[Stored data entries]
=== Begin Enclosure ===

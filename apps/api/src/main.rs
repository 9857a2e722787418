mod binding;
mod config;
mod db;
mod errors;
mod models;
mod routes;
mod state;

use anyhow::Result;
use std::net::SocketAddr;
use std::sync::Arc;
use tower_http::{cors::CorsLayer, trace::TraceLayer};
use tracing::info;
use tracing_subscriber::{layer::SubscriberExt, util::SubscriberInitExt, EnvFilter};

use crate::binding::fields::resume_schema;
use crate::binding::matcher::BindingMatcher;
use crate::binding::review::TracingEventSink;
use crate::binding::store::PgTemplateStore;
use crate::config::Config;
use crate::db::create_pool;
use crate::routes::build_router;
use crate::state::AppState;

#[tokio::main]
async fn main() -> Result<()> {
    // Load configuration first (fails on missing required env vars)
    let config = Config::from_env()?;

    // Initialize structured logging
    tracing_subscriber::registry()
        .with(EnvFilter::try_from_default_env().unwrap_or_else(|_| {
            EnvFilter::new(format!("{}={}", env!("CARGO_PKG_NAME"), &config.rust_log))
        }))
        .with(tracing_subscriber::fmt::layer())
        .init();

    info!("Starting Binder API v{}", env!("CARGO_PKG_VERSION"));

    // Initialize PostgreSQL
    let db = create_pool(&config.database_url).await?;
    let store = Arc::new(PgTemplateStore::new(db));

    // Build the field catalog once; the matcher is read-only from here on
    let settings = config.matcher_settings();
    let matcher = Arc::new(BindingMatcher::with_settings(&resume_schema(), &settings));
    info!(
        "Field catalog loaded: {} fields, threshold {:.2}, similarity {:?}, paths {:?}",
        matcher.catalog().len(),
        settings.threshold,
        settings.similarity,
        settings.path_style
    );

    let state = AppState::new(config.clone(), store, matcher, Arc::new(TracingEventSink));

    // Build router
    let app = build_router(state)
        .layer(TraceLayer::new_for_http())
        .layer(CorsLayer::permissive()); // TODO: restrict origins once the admin UI host is fixed

    let addr: SocketAddr = format!("0.0.0.0:{}", config.port).parse()?;
    info!("Listening on {addr}");

    let listener = tokio::net::TcpListener::bind(addr).await?;
    axum::serve(listener, app).await?;

    Ok(())
}
use chrono::{DateTime, Utc};
use serde::{Deserialize, Serialize};
use sqlx::FromRow;
use uuid::Uuid;

/// Persisted association between one template placeholder and one data field path.
/// `is_mapped` is false while the binding only carries an unconfirmed suggestion.
#[derive(Debug, Clone, PartialEq, Serialize, Deserialize, FromRow)]
pub struct BindingRow {
    pub id: Uuid,
    pub template_id: Uuid,
    pub placeholder: String,
    #[serde(alias = "selector")]
    pub data_field: Option<String>,
    pub description: Option<String>,
    pub is_mapped: bool,
    pub created_at: DateTime<Utc>,
    pub updated_at: DateTime<Utc>,
}

impl BindingRow {
    pub fn unmapped(template_id: Uuid, placeholder: &str) -> Self {
        let now = Utc::now();
        Self {
            id: Uuid::new_v4(),
            template_id,
            placeholder: placeholder.to_string(),
            data_field: None,
            description: None,
            is_mapped: false,
            created_at: now,
            updated_at: now,
        }
    }
}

=== End Enclosure ===

» Exercise instructions
Transcribe the records above from the line holding "let settings = config.matcher_settings();" down to the line holding "use uuid::Uuid;", inclusive, without adding anything.

» Answer box
    let settings = config.matcher_settings();
    let matcher = Arc::new(BindingMatcher::with_settings(&resume_schema(), &settings));
    info!(
        "Field catalog loaded: {} fields, threshold {:.2}, similarity {:?}, paths {:?}",
        matcher.catalog().len(),
        settings.threshold,
        settings.similarity,
        settings.path_style
    );

    let state = AppState::new(config.clone(), store, matcher, Arc::new(TracingEventSink));

    // Build router
    let app = build_router(state)
        .layer(TraceLayer::new_for_http())
        .layer(CorsLayer::permissive()); // TODO: restrict origins once the admin UI host is fixed

    let addr: SocketAddr = format!("0.0.0.0:{}", config.port).parse()?;
    info!("Listening on {addr}");

    let listener = tokio::net::TcpListener::bind(addr).await?;
    axum::serve(listener, app).await?;

    Ok(())
}
use chrono::{DateTime, Utc};
use serde::{Deserialize, Serialize};
use sqlx::FromRow;
use uuid::Uuid;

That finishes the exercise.